Temer cita ex-procurador que foi trabalhar em empresa que fez delação

Carla Araújo e Tânia Monteiro

Brasília

Em uma tentativa de mostrar que está sendo atingido por uma denúncia feita por "ilação", o presidente Michel Temer deu o que chamou de exemplo e citou um ex-procurador que passou a ganhar dinheiro com delações premiadas. Temer, inclusive, resolveu citar o nome do procurador do caso, mas negou que também estivesse fazendo uma ilação.

Segundo ele, o seu exemplo de ilação permitiria construir a seguinte hipótese: "um assessor muito próximo ao procurador-geral da República, senhor Marcelo Miller, homem de sua mais estrita confiança, um dia deixa o emprego do sonho de milhares de jovens brasileiros", afirmou. "Abandona o Ministério Público para trabalhar em empresa que faz delação premiada com o procurador-geral. Ganhou milhões em poucos meses, o que levaria décadas para poupar", prosseguiu, ressaltando que não houve uma "quarentena".

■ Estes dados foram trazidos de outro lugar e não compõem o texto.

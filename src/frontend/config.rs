use serde::{Deserialize, Serialize};
use serde_json::{Map, Value};
use std::fmt;
use std::fs;
use std::io;
use std::path::{Path, PathBuf};
use std::time::Duration;

use crate::errors::InterpreterError;
use crate::interop::Interpreter;
use crate::logging::{parse_level, LogConfig, LogFormat, LogOutput};

/// File name searched for by [`Config::discover`].
pub const CONFIG_FILE: &str = "luacall.toml";

#[derive(Debug, Clone, Default, Serialize, Deserialize)]
pub struct Config {
    #[serde(default)]
    pub runtime: RuntimeConfig,

    #[serde(default)]
    pub workers: WorkersConfig,

    #[serde(default)]
    pub logging: LoggingConfig,
}

/// How each interpreter is prepared before it serves calls.
#[derive(Debug, Clone, Serialize, Deserialize)]
pub struct RuntimeConfig {
    #[serde(default = "default_true")]
    pub stdlib: bool,

    /// Glob patterns, loaded in order; matches of one pattern load sorted.
    #[serde(default)]
    pub scripts: Vec<String>,

    /// Globals set before any script runs.
    #[serde(default)]
    pub globals: Map<String, Value>,

    /// Directory relative script patterns are resolved against.
    #[serde(skip)]
    pub base_dir: Option<PathBuf>,
}

#[derive(Debug, Clone, Serialize, Deserialize)]
pub struct WorkersConfig {
    #[serde(default = "default_count")]
    pub count: usize,

    #[serde(default = "default_mailbox")]
    pub mailbox: usize,

    #[serde(default, skip_serializing_if = "Option::is_none")]
    pub timeout_ms: Option<u64>,
}

#[derive(Debug, Clone, Serialize, Deserialize)]
pub struct LoggingConfig {
    #[serde(default = "default_level")]
    pub level: String,

    #[serde(default = "default_format")]
    pub format: String,

    /// Log into daily-rolling files here instead of stderr.
    #[serde(default, skip_serializing_if = "Option::is_none")]
    pub directory: Option<String>,
}

impl Default for RuntimeConfig {
    fn default() -> Self {
        Self {
            stdlib: true,
            scripts: Vec::new(),
            globals: Map::new(),
            base_dir: None,
        }
    }
}

impl Default for WorkersConfig {
    fn default() -> Self {
        Self {
            count: default_count(),
            mailbox: default_mailbox(),
            timeout_ms: None,
        }
    }
}

impl Default for LoggingConfig {
    fn default() -> Self {
        Self {
            level: default_level(),
            format: default_format(),
            directory: None,
        }
    }
}

fn default_true() -> bool { true }
fn default_count() -> usize { 1 }
fn default_mailbox() -> usize { 64 }
fn default_level() -> String { "info".to_string() }
fn default_format() -> String { "compact".to_string() }

impl RuntimeConfig {
    /// Expand the script patterns into concrete paths.
    pub fn script_paths(&self) -> Result<Vec<PathBuf>, InterpreterError> {
        let mut paths = Vec::new();

        for pattern in &self.scripts {
            let resolved = match &self.base_dir {
                Some(base) if Path::new(pattern).is_relative() => {
                    base.join(pattern).to_string_lossy().into_owned()
                }
                _ => pattern.clone(),
            };

            let entries = glob::glob(&resolved).map_err(|e| InterpreterError::Pattern {
                pattern: pattern.clone(),
                message: e.to_string(),
            })?;

            let mut matched = Vec::new();
            for entry in entries {
                let path = entry.map_err(|e| {
                    let path = e.path().to_path_buf();
                    InterpreterError::io(path, e.into_error())
                })?;
                matched.push(path);
            }

            // A literal path that matches nothing is a missing file, not an empty glob.
            if matched.is_empty() && !has_glob_meta(pattern) {
                return Err(InterpreterError::io(
                    resolved,
                    io::Error::from(io::ErrorKind::NotFound),
                ));
            }

            matched.sort();
            for path in matched {
                if !paths.contains(&path) {
                    paths.push(path);
                }
            }
        }

        Ok(paths)
    }

    /// Create an interpreter, set globals and load every script.
    pub fn build(&self) -> Result<Interpreter, InterpreterError> {
        let mut interp = if self.stdlib {
            Interpreter::new()?
        } else {
            Interpreter::bare()?
        };

        interp.set_globals(&self.globals);
        for path in self.script_paths()? {
            interp.load_file(&path)?;
        }
        Ok(interp)
    }
}

fn has_glob_meta(pattern: &str) -> bool {
    pattern.contains(['*', '?', '['])
}

impl WorkersConfig {
    pub fn timeout(&self) -> Option<Duration> {
        self.timeout_ms.map(Duration::from_millis)
    }
}

impl LoggingConfig {
    pub fn to_log_config(&self) -> LogConfig {
        let mut config = LogConfig::new();
        if let Some(level) = parse_level(&self.level) {
            config = config.with_level(level);
        }
        if let Some(format) = LogFormat::parse(&self.format) {
            config = config.with_format(format);
        }
        if let Some(directory) = &self.directory {
            config = config.with_output(LogOutput::File {
                directory: directory.clone(),
                prefix: "luacall".to_string(),
            });
        }
        config
    }
}

impl Config {
    /// Load configuration from a TOML file.
    ///
    /// Relative script patterns resolve against the file's directory.
    pub fn load(path: &Path) -> Result<Self, ConfigError> {
        let content = fs::read_to_string(path).map_err(|e| ConfigError::Io {
            path: path.to_path_buf(),
            source: e,
        })?;

        let mut config = Self::parse(&content)?;
        config.runtime.base_dir = path.parent().map(Path::to_path_buf);
        Ok(config)
    }

    /// Parse configuration from a TOML string
    pub fn parse(content: &str) -> Result<Self, ConfigError> {
        toml::from_str(content).map_err(ConfigError::Parse)
    }

    /// Look for `luacall.toml` in the current directory and its parents.
    pub fn discover() -> Option<Self> {
        let mut current = std::env::current_dir().ok();

        while let Some(dir) = current {
            let config_path = dir.join(CONFIG_FILE);
            if config_path.exists() {
                if let Ok(config) = Self::load(&config_path) {
                    return Some(config);
                }
            }
            current = dir.parent().map(Path::to_path_buf);
        }

        None
    }

    /// Default configuration rendered as TOML.
    pub fn generate_default() -> String {
        toml::to_string_pretty(&Self::default())
            .unwrap_or_else(|_| String::from("# Failed to generate config"))
    }

    pub fn save(&self, path: &Path) -> Result<(), ConfigError> {
        let content = toml::to_string_pretty(self).map_err(ConfigError::Serialize)?;
        fs::write(path, content).map_err(|e| ConfigError::Io {
            path: path.to_path_buf(),
            source: e,
        })
    }
}

#[derive(Debug)]
pub enum ConfigError {
    Io { path: PathBuf, source: io::Error },
    Parse(toml::de::Error),
    Serialize(toml::ser::Error),
}

impl fmt::Display for ConfigError {
    fn fmt(&self, f: &mut fmt::Formatter<'_>) -> fmt::Result {
        match self {
            Self::Io { path, source } => {
                write!(f, "Failed to read config {}: {}", path.display(), source)
            }
            Self::Parse(e) => write!(f, "Failed to parse config: {}", e),
            Self::Serialize(e) => write!(f, "Failed to serialize config: {}", e),
        }
    }
}

impl std::error::Error for ConfigError {
    fn source(&self) -> Option<&(dyn std::error::Error + 'static)> {
        match self {
            Self::Io { source, .. } => Some(source),
            Self::Parse(e) => Some(e),
            Self::Serialize(e) => Some(e),
        }
    }
}

#[cfg(test)]
mod tests {
    use super::*;
    use serde_json::json;

    #[test]
    fn test_default_config() {
        let config = Config::default();
        assert!(config.runtime.stdlib);
        assert_eq!(config.workers.count, 1);
        assert_eq!(config.workers.mailbox, 64);
        assert!(config.workers.timeout().is_none());
        assert_eq!(config.logging.level, "info");
    }

    #[test]
    fn test_parse_config() {
        let toml = r#"
[runtime]
stdlib = false
scripts = ["a.lua", "lib/*.lua"]

[runtime.globals]
env = "prod"
limits = [1, 2]

[workers]
count = 4
timeout_ms = 250

[logging]
level = "debug"
format = "json"
"#;

        let config = Config::parse(toml).unwrap();
        assert!(!config.runtime.stdlib);
        assert_eq!(config.runtime.scripts, vec!["a.lua", "lib/*.lua"]);
        assert_eq!(config.runtime.globals["env"], json!("prod"));
        assert_eq!(config.runtime.globals["limits"], json!([1, 2]));
        assert_eq!(config.workers.count, 4);
        assert_eq!(config.workers.timeout(), Some(Duration::from_millis(250)));

        let log = config.logging.to_log_config();
        assert_eq!(log.level, tracing::Level::DEBUG);
        assert_eq!(log.format, LogFormat::Json);
    }

    #[test]
    fn test_parse_error() {
        assert!(matches!(Config::parse("[workers]\ncount = \"many\""), Err(ConfigError::Parse(_))));
    }

    #[test]
    fn test_generate_default_roundtrips() {
        let text = Config::generate_default();
        let config = Config::parse(&text).unwrap();
        assert_eq!(config.workers.mailbox, 64);
    }

    #[test]
    fn test_build_from_files() {
        let dir = tempfile::tempdir().unwrap();
        fs::create_dir(dir.path().join("lib")).unwrap();
        fs::write(dir.path().join("lib/b.lua"), "function b(s) return prefix .. 'b' end").unwrap();
        fs::write(dir.path().join("lib/a.lua"), "function a(s) return prefix .. 'a' end").unwrap();
        fs::write(
            dir.path().join(CONFIG_FILE),
            "[runtime]\nscripts = [\"lib/*.lua\"]\n[runtime.globals]\nprefix = \">\"\n",
        )
        .unwrap();

        let config = Config::load(&dir.path().join(CONFIG_FILE)).unwrap();
        let paths = config.runtime.script_paths().unwrap();
        assert_eq!(paths.len(), 2);
        assert!(paths[0].ends_with("lib/a.lua"));

        let mut interp = config.runtime.build().unwrap();
        assert_eq!(interp.invoke("a", "").as_str(), Some(">a"));
        assert_eq!(interp.invoke("b", "").as_str(), Some(">b"));
    }

    #[test]
    fn test_missing_literal_script() {
        let runtime = RuntimeConfig {
            scripts: vec!["/definitely/not/here.lua".to_string()],
            ..RuntimeConfig::default()
        };
        assert!(matches!(runtime.script_paths(), Err(InterpreterError::Io { .. })));

        let runtime = RuntimeConfig {
            scripts: vec!["/definitely/not/here/*.lua".to_string()],
            ..RuntimeConfig::default()
        };
        assert!(runtime.script_paths().unwrap().is_empty());
    }
}
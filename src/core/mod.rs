//! Core result types shared by every call path.

pub mod result;

pub use result::{CallError, CallResult, ErrorKind, FUNCTION_NOT_FOUND, INVALID_RETURN_VALUE};
//! Evaluation stack bookkeeping
//!
//! Every path that touches the Lua stack holds a [`StackGuard`]; the depth seen
//! on entry is restored when the guard drops, whichever way the caller exits.

use std::ffi::c_int;
use std::marker::PhantomData;
use mlua::ffi::{self, lua_State};

/// Restores the stack top recorded at construction.
pub struct StackGuard {
    state: *mut lua_State,
    top: c_int,
}

impl StackGuard {
    /// Snapshot the current stack depth.
    ///
    /// # Safety
    /// `state` must be a live Lua state not in use by anyone else for the
    /// lifetime of the guard.
    #[inline]
    pub unsafe fn new(state: *mut lua_State) -> Self {
        Self {
            state,
            top: ffi::lua_gettop(state),
        }
    }

    /// Depth recorded on entry.
    #[inline]
    pub fn entry_depth(&self) -> c_int {
        self.top
    }

    /// Current depth relative to entry.
    #[inline]
    pub fn pushed(&self) -> c_int {
        unsafe { ffi::lua_gettop(self.state) - self.top }
    }

    /// Read the value at `idx` as a return slot.
    ///
    /// The borrowed bytes live no longer than the guard, so they cannot be
    /// observed after the value is popped.
    ///
    /// # Safety
    /// `idx` must be a valid stack index.
    pub unsafe fn slot(&self, idx: c_int) -> ReturnSlot<'_> {
        ReturnSlot::read(self.state, idx)
    }
}

impl Drop for StackGuard {
    #[inline]
    fn drop(&mut self) {
        unsafe { ffi::lua_settop(self.state, self.top) }
    }
}

/// A dynamically typed Lua value narrowed to what the bridge accepts.
#[derive(Debug, Clone, Copy, PartialEq, Eq)]
pub enum ReturnSlot<'g> {
    Str(&'g [u8]),
    /// Anything else, by Lua type name.
    Other(&'static str),
}

impl<'g> ReturnSlot<'g> {
    unsafe fn read(state: *mut lua_State, idx: c_int) -> Self {
        let ty = ffi::lua_type(state, idx);
        if ty != ffi::LUA_TSTRING {
            return Self::Other(type_name(ty));
        }

        // Only strings reach here, so lua_tolstring does not convert in place.
        let mut len = 0usize;
        let ptr = ffi::lua_tolstring(state, idx, &mut len);
        if ptr.is_null() {
            return Self::Other(type_name(ty));
        }
        Self::Str(borrow_bytes(ptr, len, PhantomData))
    }

    pub fn to_owned_bytes(self) -> Option<Vec<u8>> {
        match self {
            Self::Str(bytes) => Some(bytes.to_vec()),
            Self::Other(_) => None,
        }
    }
}

#[inline]
unsafe fn borrow_bytes<'g>(
    ptr: *const std::ffi::c_char,
    len: usize,
    _lifetime: PhantomData<&'g ()>,
) -> &'g [u8] {
    if len == 0 {
        return &[];
    }
    std::slice::from_raw_parts(ptr as *const u8, len)
}

/// Static name of a Lua type tag.
pub const fn type_name(ty: c_int) -> &'static str {
    match ty {
        ffi::LUA_TNONE => "no value",
        ffi::LUA_TNIL => "nil",
        ffi::LUA_TBOOLEAN => "boolean",
        ffi::LUA_TLIGHTUSERDATA | ffi::LUA_TUSERDATA => "userdata",
        ffi::LUA_TNUMBER => "number",
        ffi::LUA_TSTRING => "string",
        ffi::LUA_TTABLE => "table",
        ffi::LUA_TFUNCTION => "function",
        ffi::LUA_TTHREAD => "thread",
        _ => "unknown",
    }
}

Segundo Temer, Miller "garantiu ao seu novo patrão um acordo benevolente, uma delação que o tira das garras da Justiça, que gera uma impunidade nunca antes vista".

"E tudo ratificado, tudo assegurado pelo procurador-geral. Pelas novas leis penais da ilação, ora criada na denúncia, poderíamos concluir que, talvez, os milhões não fossem unicamente para o assessor de confiança que deixou a Procuradoria da República", declarou o presidente.

O presidente destacou ainda que basta olhar os últimos anos e os últimos acordos de delação para saber que "ninguém saiu com tanta impunidade". "Mas eu tenho responsabilidade, não farei ilações. Tenho a mais absoluta certeza que não posso denunciar sem provas. Não posso ser irresponsável", completou.

Temer, que não citou Janot diretamente no seu pronunciamento de cerca de 20 minutos, disse que não queria repetir o comportamento que estava criticando. "Não denunciarei sem provas. Não criarei falsos fatos para atingir objetivos subalternos. Por tradição e formação acredito na Justiça. Não serei irresponsável", reforçou.

Temer que chegou acompanhado de cerca de 50 parlamentares e ministros, disse que se estivesse na Câmara poderia fazer uma sessão, pois já havia quórum, e afirmou estar "agradavelmente surpreso com o apoio espontâneo". Temer disse ainda que, por ser da área jurídica, não se impressionava com os fundamentos "ou a falta deles" na denúncia e que, sob o foco jurídico, "a minha preocupação é mínima".

"Aguardarei a decisão do Judiciário", disse. "Mas se fosse só aspecto jurídico não estava fazendo essa manifestação. O faço em função do ataque indigno a minha pessoa", afirmou.

Temer afirmou que a "denuncia por ilação" abriu um precedente perigosíssimo. O presidente disse ainda que optou por falar o nome do procurador Miller, pois seu nome "foi usado deslavadamente na denúncia". "Havia um desejo de ressaltar quase em letras garrafais o meu nome", disse.

Ao afirmar que estão tentando imputar atos criminosos contra ele e que "não conseguirão", Temer disse ainda que o empresário Joesley Batista foi trazido de volta ao Brasil quando começaram a perceber que as provas estavam inconsistentes. "Interessante, ele veio de boné para se disfarçar", afirmou. "Eles foram preparados, treinados, para conversas induzidas", completou.

Temer afirmou que a gravação é uma prova inválida e que já foi questionada por diversos jornais e pelo perito que a defesa contratou. Ele destacou ainda que até a perícia oficial da Policia Federal, que não apontou edições, aponta "120 interrupções".

Sem citar o nome do ex-deputado Eduardo Cunha (PMDB-RJ), Temer negou a acusação de que teria dado aval para que Joesley comprasse o silêncio do ex-parlamentar. "Querem imputar a ideia de que mandei pagar isso, aquilo", destacou, ressaltando que o próprio deputado negou a versão de Joesley.

No fim de sua fala, Temer disse não saber como Deus o colocou como presidente, "com uma tarefa difícil, mas tenho honra de ser presidente". "Não fugirei das batalhas, nem da guerra que temos pela frente."